What the task requires: Every line below that contains the word "settings" must be copied.
====== The input ======
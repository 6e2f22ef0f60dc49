//! Event-stream transport: a long-lived `GET <base>/sse` push channel plus
//! `POST <base>/messages/?session_id=<id>` for client messages.

use std::convert::Infallible;
use std::sync::Arc;

use axum::body::Bytes;
use axum::extract::{Query, State};
use axum::http::{HeaderMap, StatusCode};
use axum::response::IntoResponse;
use axum::response::sse::{Event, KeepAlive, Sse};
use axum::routing::{get, post};
use axum::Router;
use futures::stream::{self, Stream, StreamExt};
use grafana_mcp_runtime::dispatch::{Inbound, run_session};
use grafana_mcp_runtime::session::{Session, SessionKind};
use serde::Deserialize;
use serde_json::Value;
use tokio::sync::mpsc;
use uuid::Uuid;

use crate::error::AppError;
use crate::routes::request_headers;
use crate::sessions::SessionRegistry;
use crate::state::AppState;

const CHANNEL_CAPACITY: usize = 64;

pub fn router(sse_path: &str, message_path: &str) -> Router<AppState> {
    let mut router = Router::new()
        .route(sse_path, get(sse_connect).post(post_message))
        .route(message_path, post(post_message));
    let bare = message_path.trim_end_matches('/');
    if !bare.is_empty() && bare != message_path {
        router = router.route(bare, post(post_message));
    }
    router
}

/// Removes the session from the registry when the client disconnects.
struct ConnectionGuard {
    sessions: Arc<SessionRegistry>,
    session_id: String,
}

impl Drop for ConnectionGuard {
    fn drop(&mut self) {
        if self.sessions.remove(&self.session_id) {
            tracing::info!(event = "sse.disconnected", session_id = %self.session_id);
        }
    }
}

pub async fn sse_connect(
    State(state): State<AppState>,
) -> Result<Sse<impl Stream<Item = Result<Event, Infallible>>>, AppError> {
    if !state.accepting() {
        return Err(AppError::ShuttingDown);
    }

    let session = Arc::new(Session::new(SessionKind::Sse));
    let session_id = session.id().to_string();
    let (in_tx, in_rx) = mpsc::channel(CHANNEL_CAPACITY);
    let (out_tx, out_rx) = mpsc::channel::<Value>(CHANNEL_CAPACITY);
    state.sessions.insert(Arc::clone(&session), Some(in_tx));

    {
        let sessions = Arc::clone(&state.sessions);
        let session_id = session_id.clone();
        let pump = run_session(
            Arc::clone(&state.server),
            session,
            in_rx,
            out_tx,
            state.settings.notify_timeout,
            state.lifecycle.subscribe(),
        );
        tokio::spawn(async move {
            pump.await;
            sessions.remove(&session_id);
        });
    }

    let endpoint = format!("{}?session_id={session_id}", state.settings.message_path());
    let guard = ConnectionGuard {
        sessions: Arc::clone(&state.sessions),
        session_id,
    };

    let opening = stream::once(async move {
        Ok::<_, Infallible>(Event::default().event("endpoint").data(endpoint))
    });
    let messages = stream::unfold((out_rx, guard), |(mut out_rx, guard)| async move {
        let message = out_rx.recv().await?;
        let event = Event::default().event("message").data(message.to_string());
        Some((Ok(event), (out_rx, guard)))
    });

    let keep_alive = KeepAlive::new()
        .interval(state.settings.keep_alive)
        .event(Event::default().event("ping"));
    Ok(Sse::new(opening.chain(messages)).keep_alive(keep_alive))
}

#[derive(Debug, Deserialize)]
pub struct SessionQuery {
    session_id: Option<String>,
}

pub async fn post_message(
    State(state): State<AppState>,
    Query(query): Query<SessionQuery>,
    headers: HeaderMap,
    body: Bytes,
) -> Result<impl IntoResponse, AppError> {
    let raw = query
        .session_id
        .filter(|raw| !raw.trim().is_empty())
        .ok_or(AppError::MissingSessionId)?;
    Uuid::parse_str(raw.trim()).map_err(|_| AppError::InvalidSessionId(raw.clone()))?;
    let id = raw.trim();

    let inbound = state
        .sessions
        .get(id)
        .and_then(|entry| entry.inbound)
        .ok_or_else(|| AppError::SessionNotFound(id.to_string()))?;

    let message: Value =
        serde_json::from_slice(&body).map_err(|err| AppError::MalformedBody(err.to_string()))?;

    inbound
        .send(Inbound::new(message, request_headers(&headers)))
        .await
        .map_err(|_| AppError::SessionNotFound(id.to_string()))?;
    Ok(StatusCode::ACCEPTED)
}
======
Output of the task:
            state.settings.notify_timeout,
    let endpoint = format!("{}?session_id={session_id}", state.settings.message_path());
        .interval(state.settings.keep_alive)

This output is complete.